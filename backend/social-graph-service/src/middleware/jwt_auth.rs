use crate::app_state::AppState;
use crate::domain::user::User;
use crate::error::AppError;
use actix_web::{
    dev::{forward_ready, Service, ServiceRequest, ServiceResponse, Transform},
    web, Error, HttpMessage,
};
use futures::future::{ready, Ready};
use std::future::Future;
use std::pin::Pin;
use std::rc::Rc;
use uuid::Uuid;

/// Graph id of the authenticated user
#[derive(Debug, Clone, Copy)]
pub struct UserId(pub Uuid);

/// The full user record resolved from the bearer token
#[derive(Debug, Clone)]
pub struct CurrentUser(pub User);

/// Resolves `Authorization: Bearer <token>` to a graph user.
///
/// The token is validated against the provider's JWKS, the provider profile
/// is fetched, and the user is created on first sight. Both `UserId` and
/// `CurrentUser` are inserted into the request extensions.
pub struct JwtAuthMiddleware;

impl<S, B> Transform<S, ServiceRequest> for JwtAuthMiddleware
where
    S: Service<ServiceRequest, Response = ServiceResponse<B>, Error = Error> + 'static,
    S::Future: 'static,
    B: 'static,
{
    type Response = ServiceResponse<B>;
    type Error = Error;
    type Transform = JwtAuthMiddlewareService<S>;
    type InitError = ();
    type Future = Ready<Result<Self::Transform, Self::InitError>>;

    fn new_transform(&self, service: S) -> Self::Future {
        ready(Ok(JwtAuthMiddlewareService {
            service: Rc::new(service),
        }))
    }
}

pub struct JwtAuthMiddlewareService<S> {
    service: Rc<S>,
}

impl<S, B> Service<ServiceRequest> for JwtAuthMiddlewareService<S>
where
    S: Service<ServiceRequest, Response = ServiceResponse<B>, Error = Error> + 'static,
    S::Future: 'static,
    B: 'static,
{
    type Response = ServiceResponse<B>;
    type Error = Error;
    type Future = Pin<Box<dyn Future<Output = Result<Self::Response, Self::Error>>>>;

    forward_ready!(service);

    fn call(&self, req: ServiceRequest) -> Self::Future {
        let service = self.service.clone();

        Box::pin(async move {
            let token = bearer_token(&req)?;

            let auth = req
                .app_data::<web::Data<AppState>>()
                .map(|state| state.auth.clone())
                .ok_or_else(|| AppError::Internal("Application state not configured".into()))?;

            let user = auth.current_user(&token).await.map_err(|e| {
                tracing::warn!(error = %e, "Bearer token rejected");
                e
            })?;

            req.extensions_mut().insert(UserId(user.user_id));
            req.extensions_mut().insert(CurrentUser(user));

            service.call(req).await
        })
    }
}

fn bearer_token(req: &ServiceRequest) -> Result<String, AppError> {
    let header = req
        .headers()
        .get("Authorization")
        .and_then(|h| h.to_str().ok())
        .ok_or_else(|| AppError::Authentication("Missing Authorization header".into()))?;

    header
        .strip_prefix("Bearer ")
        .map(|t| t.trim().to_string())
        .filter(|t| !t.is_empty())
        .ok_or_else(|| AppError::Authentication("Invalid Authorization header format".into()))
}

impl actix_web::FromRequest for UserId {
    type Error = actix_web::Error;
    type Future = Ready<Result<Self, Self::Error>>;

    fn from_request(
        req: &actix_web::HttpRequest,
        _payload: &mut actix_web::dev::Payload,
    ) -> Self::Future {
        match req.extensions().get::<UserId>() {
            Some(user_id) => ready(Ok(*user_id)),
            None => ready(Err(
                AppError::Authentication("User not authenticated".into()).into()
            )),
        }
    }
}

impl actix_web::FromRequest for CurrentUser {
    type Error = actix_web::Error;
    type Future = Ready<Result<Self, Self::Error>>;

    fn from_request(
        req: &actix_web::HttpRequest,
        _payload: &mut actix_web::dev::Payload,
    ) -> Self::Future {
        match req.extensions().get::<CurrentUser>() {
            Some(user) => ready(Ok(user.clone())),
            None => ready(Err(
                AppError::Authentication("User not authenticated".into()).into()
            )),
        }
    }
}

#[cfg(test)]
mod tests {
    use super::*;
    use actix_web::{http::StatusCode, test, App, HttpResponse};

    macro_rules! status_of {
        ($app:expr, $req:expr) => {
            match test::try_call_service(&$app, $req.to_request()).await {
                Ok(resp) => resp.status(),
                Err(err) => err.as_response_error().status_code(),
            }
        };
    }

    #[actix_web::test]
    async fn test_missing_header_is_unauthorized() {
        let app = test::init_service(
            App::new().service(
                web::scope("/api")
                    .wrap(JwtAuthMiddleware)
                    .route("/ping", web::get().to(|| async { HttpResponse::Ok().finish() })),
            ),
        )
        .await;

        let status = status_of!(app, test::TestRequest::get().uri("/api/ping"));
        assert_eq!(status, StatusCode::UNAUTHORIZED);
    }

    #[actix_web::test]
    async fn test_non_bearer_scheme_is_unauthorized() {
        let app = test::init_service(
            App::new().service(
                web::scope("/api")
                    .wrap(JwtAuthMiddleware)
                    .route("/ping", web::get().to(|| async { HttpResponse::Ok().finish() })),
            ),
        )
        .await;

        for value in ["Basic dXNlcjpwYXNz", "Bearer ", "bearer abc"] {
            let req = test::TestRequest::get()
                .uri("/api/ping")
                .insert_header(("Authorization", value));
            assert_eq!(status_of!(app, req), StatusCode::UNAUTHORIZED, "{value}");
        }
    }

    #[actix_web::test]
    async fn test_token_without_app_state_is_server_error() {
        let app = test::init_service(
            App::new().service(
                web::scope("/api")
                    .wrap(JwtAuthMiddleware)
                    .route("/ping", web::get().to(|| async { HttpResponse::Ok().finish() })),
            ),
        )
        .await;

        let req = test::TestRequest::get()
            .uri("/api/ping")
            .insert_header(("Authorization", "Bearer abc.def.ghi"));
        assert_eq!(status_of!(app, req), StatusCode::INTERNAL_SERVER_ERROR);
    }

    #[actix_web::test]
    async fn test_user_id_extractor_requires_middleware() {
        let app = test::init_service(App::new().route(
            "/whoami",
            web::get().to(|user: UserId| async move { HttpResponse::Ok().body(user.0.to_string()) }),
        ))
        .await;

        let status = status_of!(app, test::TestRequest::get().uri("/whoami"));
        assert_eq!(status, StatusCode::UNAUTHORIZED);
    }

    #[actix_web::test]
    async fn test_bearer_token_is_trimmed() {
        let req = test::TestRequest::get()
            .insert_header(("Authorization", "Bearer  abc.def.ghi "))
            .to_srv_request();
        assert_eq!(bearer_token(&req).unwrap(), "abc.def.ghi");
    }
}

= = = = =

= Problem statement =
Reproduce the data shown above exactly.

= Output =
filename backend/social-graph-service/src/middleware/jwt_auth.rs
use crate::app_state::AppState;
use crate::domain::user::User;
use crate::error::AppError;
use actix_web::{
    dev::{forward_ready, Service, ServiceRequest, ServiceResponse, Transform},
    web, Error, HttpMessage,
};
use futures::future::{ready, Ready};
use std::future::Future;
use std::pin::Pin;
use std::rc::Rc;
use uuid::Uuid;

/// Graph id of the authenticated user
#[derive(Debug, Clone, Copy)]
pub struct UserId(pub Uuid);

/// The full user record resolved from the bearer token
#[derive(Debug, Clone)]
pub struct CurrentUser(pub User);

/// Resolves `Authorization: Bearer <token>` to a graph user.
///
/// The token is validated against the provider's JWKS, the provider profile
/// is fetched, and the user is created on first sight. Both `UserId` and
/// `CurrentUser` are inserted into the request extensions.
pub struct JwtAuthMiddleware;

impl<S, B> Transform<S, ServiceRequest> for JwtAuthMiddleware
where
    S: Service<ServiceRequest, Response = ServiceResponse<B>, Error = Error> + 'static,
    S::Future: 'static,
    B: 'static,
{
    type Response = ServiceResponse<B>;
    type Error = Error;
    type Transform = JwtAuthMiddlewareService<S>;
    type InitError = ();
    type Future = Ready<Result<Self::Transform, Self::InitError>>;

    fn new_transform(&self, service: S) -> Self::Future {
        ready(Ok(JwtAuthMiddlewareService {
            service: Rc::new(service),
        }))
    }
}

pub struct JwtAuthMiddlewareService<S> {
    service: Rc<S>,
}

impl<S, B> Service<ServiceRequest> for JwtAuthMiddlewareService<S>
where
    S: Service<ServiceRequest, Response = ServiceResponse<B>, Error = Error> + 'static,
    S::Future: 'static,
    B: 'static,
{
    type Response = ServiceResponse<B>;
    type Error = Error;
    type Future = Pin<Box<dyn Future<Output = Result<Self::Response, Self::Error>>>>;

    forward_ready!(service);

    fn call(&self, req: ServiceRequest) -> Self::Future {
        let service = self.service.clone();

        Box::pin(async move {
            let token = bearer_token(&req)?;

            let auth = req
                .app_data::<web::Data<AppState>>()
                .map(|state| state.auth.clone())
                .ok_or_else(|| AppError::Internal("Application state not configured".into()))?;

            let user = auth.current_user(&token).await.map_err(|e| {
                tracing::warn!(error = %e, "Bearer token rejected");
                e
            })?;

            req.extensions_mut().insert(UserId(user.user_id));
            req.extensions_mut().insert(CurrentUser(user));

            service.call(req).await
        })
    }
}

fn bearer_token(req: &ServiceRequest) -> Result<String, AppError> {
    let header = req
        .headers()
        .get("Authorization")
        .and_then(|h| h.to_str().ok())
        .ok_or_else(|| AppError::Authentication("Missing Authorization header".into()))?;

    header
        .strip_prefix("Bearer ")
        .map(|t| t.trim().to_string())
        .filter(|t| !t.is_empty())
        .ok_or_else(|| AppError::Authentication("Invalid Authorization header format".into()))
}

impl actix_web::FromRequest for UserId {
    type Error = actix_web::Error;
    type Future = Ready<Result<Self, Self::Error>>;

    fn from_request(
        req: &actix_web::HttpRequest,
        _payload: &mut actix_web::dev::Payload,
    ) -> Self::Future {
        match req.extensions().get::<UserId>() {
            Some(user_id) => ready(Ok(*user_id)),
            None => ready(Err(
                AppError::Authentication("User not authenticated".into()).into()
            )),
        }
    }
}

impl actix_web::FromRequest for CurrentUser {
    type Error = actix_web::Error;
    type Future = Ready<Result<Self, Self::Error>>;

    fn from_request(
        req: &actix_web::HttpRequest,
        _payload: &mut actix_web::dev::Payload,
    ) -> Self::Future {
        match req.extensions().get::<CurrentUser>() {
            Some(user) => ready(Ok(user.clone())),
            None => ready(Err(
                AppError::Authentication("User not authenticated".into()).into()
            )),
        }
    }
}

#[cfg(test)]
mod tests {
    use super::*;
    use actix_web::{http::StatusCode, test, App, HttpResponse};

    macro_rules! status_of {
        ($app:expr, $req:expr) => {
            match test::try_call_service(&$app, $req.to_request()).await {
                Ok(resp) => resp.status(),
                Err(err) => err.as_response_error().status_code(),
            }
        };
    }

    #[actix_web::test]
    async fn test_missing_header_is_unauthorized() {
        let app = test::init_service(
            App::new().service(
                web::scope("/api")
                    .wrap(JwtAuthMiddleware)
                    .route("/ping", web::get().to(|| async { HttpResponse::Ok().finish() })),
            ),
        )
        .await;

        let status = status_of!(app, test::TestRequest::get().uri("/api/ping"));
        assert_eq!(status, StatusCode::UNAUTHORIZED);
    }

    #[actix_web::test]
    async fn test_non_bearer_scheme_is_unauthorized() {
        let app = test::init_service(
            App::new().service(
                web::scope("/api")
                    .wrap(JwtAuthMiddleware)
                    .route("/ping", web::get().to(|| async { HttpResponse::Ok().finish() })),
            ),
        )
        .await;

        for value in ["Basic dXNlcjpwYXNz", "Bearer ", "bearer abc"] {
            let req = test::TestRequest::get()
                .uri("/api/ping")
                .insert_header(("Authorization", value));
            assert_eq!(status_of!(app, req), StatusCode::UNAUTHORIZED, "{value}");
        }
    }

    #[actix_web::test]
    async fn test_token_without_app_state_is_server_error() {
        let app = test::init_service(
            App::new().service(
                web::scope("/api")
                    .wrap(JwtAuthMiddleware)
                    .route("/ping", web::get().to(|| async { HttpResponse::Ok().finish() })),
            ),
        )
        .await;

        let req = test::TestRequest::get()
            .uri("/api/ping")
            .insert_header(("Authorization", "Bearer abc.def.ghi"));
        assert_eq!(status_of!(app, req), StatusCode::INTERNAL_SERVER_ERROR);
    }

    #[actix_web::test]
    async fn test_user_id_extractor_requires_middleware() {
        let app = test::init_service(App::new().route(
            "/whoami",
            web::get().to(|user: UserId| async move { HttpResponse::Ok().body(user.0.to_string()) }),
        ))
        .await;

        let status = status_of!(app, test::TestRequest::get().uri("/whoami"));
        assert_eq!(status, StatusCode::UNAUTHORIZED);
    }

    #[actix_web::test]
    async fn test_bearer_token_is_trimmed() {
        let req = test::TestRequest::get()
            .insert_header(("Authorization", "Bearer  abc.def.ghi "))
            .to_srv_request();
        assert_eq!(bearer_token(&req).unwrap(), "abc.def.ghi");
    }
}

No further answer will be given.